EXERCISE GOAL: Filter the data for "filename" and copy matching lines.

BEGIN RECORDS FOR THIS EXERCISE

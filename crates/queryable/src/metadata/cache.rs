//! Process-wide metadata cache.

use std::any::{TypeId, type_name};
use std::collections::HashMap;
use std::collections::hash_map::Entry;
use std::sync::Arc;

use parking_lot::RwLock;
use tracing::debug;

use crate::error::MetadataError;

use super::entity::{Entity, EntityMetadata};

/// Cache of entity metadata keyed by type.
///
/// Entries are populated lazily on first access and never evicted. Concurrent
/// first accesses may each compute the metadata; the first insert wins and
/// every caller observes that one value.
#[derive(Debug, Default)]
pub struct MetadataCache {
    entries: RwLock<HashMap<TypeId, Arc<EntityMetadata>>>,
}

impl MetadataCache {
    /// Creates an empty cache.
    pub fn new() -> Self {
        Self::default()
    }

    /// Returns the metadata for `E`, computing it on a miss.
    pub fn get<E: Entity>(&self) -> Arc<EntityMetadata> {
        let id = TypeId::of::<E>();
        let cached = self.entries.read().get(&id).cloned();
        if let Some(metadata) = cached {
            return metadata;
        }

        // Computed outside the lock; E::metadata() is pure so a lost race only wastes work.
        let computed = Arc::new(E::metadata());

        let mut entries = self.entries.write();
        match entries.entry(id) {
            Entry::Occupied(existing) => {
                debug!(
                    entity = type_name::<E>(),
                    "Metadata populated concurrently, discarding local copy"
                );
                existing.get().clone()
            }
            Entry::Vacant(slot) => {
                debug!(
                    entity = type_name::<E>(),
                    fields = computed.fields().count(),
                    "Cached entity metadata"
                );
                slot.insert(computed).clone()
            }
        }
    }

    /// Registers metadata for `E` ahead of first use.
    ///
    /// Fails when `E` already has an entry, whether registered or computed.
    pub fn register<E: Entity>(
        &self,
        metadata: EntityMetadata,
    ) -> Result<Arc<EntityMetadata>, MetadataError> {
        let mut entries = self.entries.write();
        match entries.entry(TypeId::of::<E>()) {
            Entry::Occupied(_) => Err(MetadataError::AlreadyRegistered {
                entity: type_name::<E>().to_string(),
            }),
            Entry::Vacant(slot) => {
                debug!(entity = type_name::<E>(), "Registered entity metadata");
                Ok(slot.insert(Arc::new(metadata)).clone())
            }
        }
    }

    /// Returns true if `E` has an entry.
    pub fn contains<E: Entity>(&self) -> bool {
        self.entries.read().contains_key(&TypeId::of::<E>())
    }

    /// Returns the number of cached entity types.
    pub fn len(&self) -> usize {
        self.entries.read().len()
    }

    /// Returns true if nothing is cached.
    pub fn is_empty(&self) -> bool {
        self.entries.read().is_empty()
    }
}
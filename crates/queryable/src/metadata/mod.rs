//! Entity metadata and field resolution.
//!
//! Entity types describe their mapping to the remote service explicitly
//! through the [`Entity`] trait. A [`MetadataCache`] holds one resolved table
//! per type for the life of the process, and a [`FieldResolver`] uses a table
//! to turn field access nodes into wire names.

mod cache;
mod entity;
mod resolver;

pub use cache::MetadataCache;
pub use entity::{ContainerKind, Entity, EntityMetadata, FieldMetadata, KeyRole};
pub use resolver::{FieldResolver, RANGE_VARIABLE, ResolvedField};
//! Explosion marker behavior: grow for a few seconds, then disappear.
//!
//! Markers are spawned already exploded, so they never take part in a
//! detonation themselves.

use crate::behavior::{Behavior, TickContext};
use crate::entity::{Entity, EntityInner};
use crate::output::{Command, Output};

/// Behavior for [`EntityTag::Explosion`](crate::entity::EntityTag::Explosion).
#[derive(Debug, Default, Clone, Copy)]
pub struct ExplosionBehavior;

impl Behavior for ExplosionBehavior {
    fn name(&self) -> &'static str {
        "explosion"
    }

    fn update(&self, entity: &mut Entity, ctx: &mut TickContext<'_>) -> Vec<Output> {
        let id = entity.id();
        let EntityInner::Explosion(explosion) = entity.inner_mut() else {
            return Vec::new();
        };
        if explosion.age > ctx.config.explosion_lifetime {
            return vec![Command::Despawn { target: id }.into()];
        }
        explosion.age += ctx.dt;
        Vec::new()
    }
}
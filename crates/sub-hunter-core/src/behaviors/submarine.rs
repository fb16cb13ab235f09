//! Logic shared by the player and enemy submarines.

use crate::behavior::TickContext;
use crate::behaviors::kinematics;
use crate::config::TorpedoConfig;
use crate::entity::{EntityId, EntityInner, Kinematics, SubmarineState, TorpedoComponents};
use crate::math::steer_heading;
use crate::output::{Output, SpawnRequest};

/// Runs motion, steering and torpedo cooldown for one tick.
pub fn update(
    id: EntityId,
    kinematics: &mut Kinematics,
    submarine: &mut SubmarineState,
    ctx: &TickContext<'_>,
) -> Vec<Output> {
    let outputs = kinematics::advance(id, kinematics, ctx);
    kinematics.heading = steer_heading(kinematics.heading, submarine.change_angle);
    submarine.torpedo_time = cool_down(submarine.torpedo_time, ctx.dt);
    outputs
}

/// Decrements a cooldown timer, clamping at zero.
#[must_use]
pub fn cool_down(remaining: f32, dt: f32) -> f32 {
    (remaining - dt).max(0.0)
}

/// Launches a torpedo if the tube is loaded and restarts the cooldown.
///
/// The torpedo starts at the submarine's position and heading, unarmed,
/// moving at the submarine's speed plus the launch bonus.
pub fn fire_torpedo(
    kinematics: &Kinematics,
    submarine: &mut SubmarineState,
    config: &TorpedoConfig,
) -> Option<SpawnRequest> {
    if !submarine.torpedo_ready() {
        return None;
    }
    submarine.torpedo_time = config.cooldown;
    let torpedo = Kinematics::new(
        kinematics.position,
        kinematics.speed + config.launch_speed_bonus,
        kinematics.heading,
    )
    .with_thrust(config.thrust)
    .with_explosive(false);
    Some(SpawnRequest::new(
        torpedo,
        EntityInner::Torpedo(TorpedoComponents::new(config.lifetime, config.fuse_length)),
    ))
}
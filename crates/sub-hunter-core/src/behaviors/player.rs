//! Player submarine behavior.
//!
//! While intact the player:
//! - converts its throttle level into thrust and runs the shared submarine
//!   update (motion, detonation scan, steering, cooldown)
//! - drops a wake marker while moving ahead, at most one per trail spacing
//!   and never more than the trail cap
//! - advances an active sonar pulse, resetting it to idle past the last phase
//!
//! Once destroyed, the player only counts down to the close signal and
//! emits [`Event::GameOver`] exactly once.

use tracing::{debug, info};

use crate::behavior::{Behavior, TickContext};
use crate::behaviors::submarine;
use crate::config::PingConfig;
use crate::entity::{Entity, EntityId, EntityInner, Kinematics, PlayerComponents, TrailComponents};
use crate::output::{Command, Event, Output, SpawnRequest};

/// Throttle levels per unit of thrust.
pub const THROTTLE_PER_THRUST: f32 = 10.0;

/// Converts a throttle level to kinematic thrust.
#[must_use]
#[allow(clippy::cast_precision_loss)]
pub fn throttle_thrust(level: i32) -> f32 {
    level as f32 / THROTTLE_PER_THRUST
}

/// Advances a sonar pulse phase by one tick.
#[must_use]
pub fn advance_ping(phase: u32, config: &PingConfig) -> u32 {
    match phase {
        0 => 0,
        p if p < config.max_phase => p + 1,
        _ => 0,
    }
}

/// Behavior for [`EntityTag::Player`](crate::entity::EntityTag::Player).
#[derive(Debug, Default, Clone, Copy)]
pub struct PlayerBehavior;

impl Behavior for PlayerBehavior {
    fn name(&self) -> &'static str {
        "player"
    }

    fn update(&self, entity: &mut Entity, ctx: &mut TickContext<'_>) -> Vec<Output> {
        let id = entity.id();
        let (kinematics, inner) = entity.parts_mut();
        let EntityInner::Player(player) = inner else {
            return Vec::new();
        };

        if let Some(elapsed) = player.explosion_time.as_mut() {
            *elapsed += ctx.dt;
            if *elapsed > ctx.config.game_over_delay && !player.game_over {
                player.game_over = true;
                info!(player = %id, "game over");
                return vec![Event::GameOver { player: id }.into()];
            }
            return Vec::new();
        }

        kinematics.thrust = throttle_thrust(player.throttle);
        let mut outputs = submarine::update(id, kinematics, &mut player.submarine, ctx);

        if let Some(request) = drop_trail(id, kinematics, player, ctx) {
            outputs.push(Command::Spawn(request).into());
        }
        player.ping_time = advance_ping(player.ping_time, &ctx.config.ping);
        outputs
    }
}

fn drop_trail(
    id: EntityId,
    kinematics: &Kinematics,
    player: &PlayerComponents,
    ctx: &TickContext<'_>,
) -> Option<SpawnRequest> {
    if kinematics.speed <= 0.0 || player.trails.len() >= ctx.config.trail.max_count {
        return None;
    }
    // The newest marker updates after its parent, so its age lags one tick.
    let newest_age = player
        .trails
        .last()
        .and_then(|trail| ctx.view.get(*trail))
        .and_then(Entity::as_trail)
        .map(|trail| trail.age);
    if newest_age.is_some_and(|age| age + ctx.dt <= ctx.config.trail.spacing()) {
        return None;
    }
    debug!(player = %id, position = ?kinematics.position, "dropping trail marker");
    Some(SpawnRequest::new(
        Kinematics::stationary(kinematics.position),
        EntityInner::Trail(TrailComponents::new(id)),
    ))
}
//! Wake marker behavior.
//!
//! Markers never move. They age every tick and ask to be removed once they
//! reach the trail's maximum age; the lifecycle resolver then unlinks them
//! from their parent ship. A destroyed player's wake is frozen in place for
//! the game-over screen.

use crate::behavior::{Behavior, TickContext};
use crate::entity::{Entity, EntityInner};
use crate::output::{Command, Output};

/// Behavior for [`EntityTag::Trail`](crate::entity::EntityTag::Trail).
#[derive(Debug, Default, Clone, Copy)]
pub struct TrailBehavior;

impl Behavior for TrailBehavior {
    fn name(&self) -> &'static str {
        "trail"
    }

    fn update(&self, entity: &mut Entity, ctx: &mut TickContext<'_>) -> Vec<Output> {
        let id = entity.id();
        let EntityInner::Trail(trail) = entity.inner_mut() else {
            return Vec::new();
        };
        let parent_destroyed = ctx
            .view
            .get(trail.parent)
            .and_then(Entity::as_player)
            .is_some_and(|p| p.explosion_time.is_some());
        if parent_destroyed {
            return Vec::new();
        }
        trail.age += ctx.dt;
        if trail.age >= ctx.config.trail.max_age {
            vec![Command::Despawn { target: id }.into()]
        } else {
            Vec::new()
        }
    }
}
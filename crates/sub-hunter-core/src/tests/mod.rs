//! Whole-simulation tests.
//!
//! - `scenarios.rs`: end-to-end gameplay scenarios driven through
//!   [`Simulation`](crate::simulation::Simulation)
//! - `determinism.rs`: same seed and inputs give the same run
//! - `helpers.rs`: scenario setup and state accessors

mod helpers;
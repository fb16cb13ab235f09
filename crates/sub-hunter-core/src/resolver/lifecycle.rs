//! Lifecycle resolver: entity creation and removal.
//!
//! Spawned trail markers are linked into their parent ship's trail list.
//! Despawns only mark; the end-of-tick [`compact`] drops marked entities and
//! unlinks removed trail markers from their parents.

use tracing::trace;

use crate::arena::Arena;
use crate::entity::{Entity, EntityInner};
use crate::output::{Command, Event, Output, OutputKind};

use super::Resolver;

/// Resolver for [`Command::Spawn`] and [`Command::Despawn`].
#[derive(Debug, Default, Clone, Copy)]
pub struct LifecycleResolver;

impl Resolver for LifecycleResolver {
    fn handles(&self) -> &[OutputKind] {
        &[OutputKind::Command]
    }

    fn resolve(&self, outputs: &[&Output], arena: &mut Arena, _events: &mut Vec<Event>) {
        for output in outputs {
            match output.as_command() {
                Some(Command::Spawn(request)) => {
                    let parent = match &request.inner {
                        EntityInner::Trail(trail) => Some(trail.parent),
                        _ => None,
                    };
                    let id = arena.spawn(request.kinematics.clone(), request.inner.clone());
                    trace!(entity = %id, tag = %request.inner.tag(), "spawned");
                    if let Some(parent) = parent {
                        match arena.get_mut(parent).and_then(Entity::as_player_mut) {
                            Some(ship) => ship.trails.push(id),
                            None => trace!(trail = %id, %parent, "trail parent missing"),
                        }
                    }
                }
                Some(Command::Despawn { target }) => {
                    arena.mark_for_removal(*target);
                }
                Some(Command::Detonate { .. }) | None => {}
            }
        }
    }
}

/// Drops every marked entity and unlinks removed trail markers.
///
/// Returns the removed entities in ID order.
pub fn compact(arena: &mut Arena) -> Vec<Entity> {
    let removed = arena.compact();
    for entity in &removed {
        let Some(trail) = entity.as_trail() else {
            continue;
        };
        if let Some(ship) = arena.get_mut(trail.parent).and_then(Entity::as_player_mut) {
            ship.trails.retain(|id| *id != entity.id());
        }
    }
    removed
}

END RECORDS FOR THIS EXERCISE

SOLUTION FOR THIS PROBLEM:
filename crates/queryable/src/metadata/cache.rs
filename crates/queryable/src/metadata/mod.rs
filename crates/sub-hunter-core/src/behaviors/submarine.rs
filename crates/sub-hunter-core/src/behaviors/player.rs
filename crates/sub-hunter-core/src/tests/mod.rs
filename crates/sub-hunter-core/src/resolver/lifecycle.rs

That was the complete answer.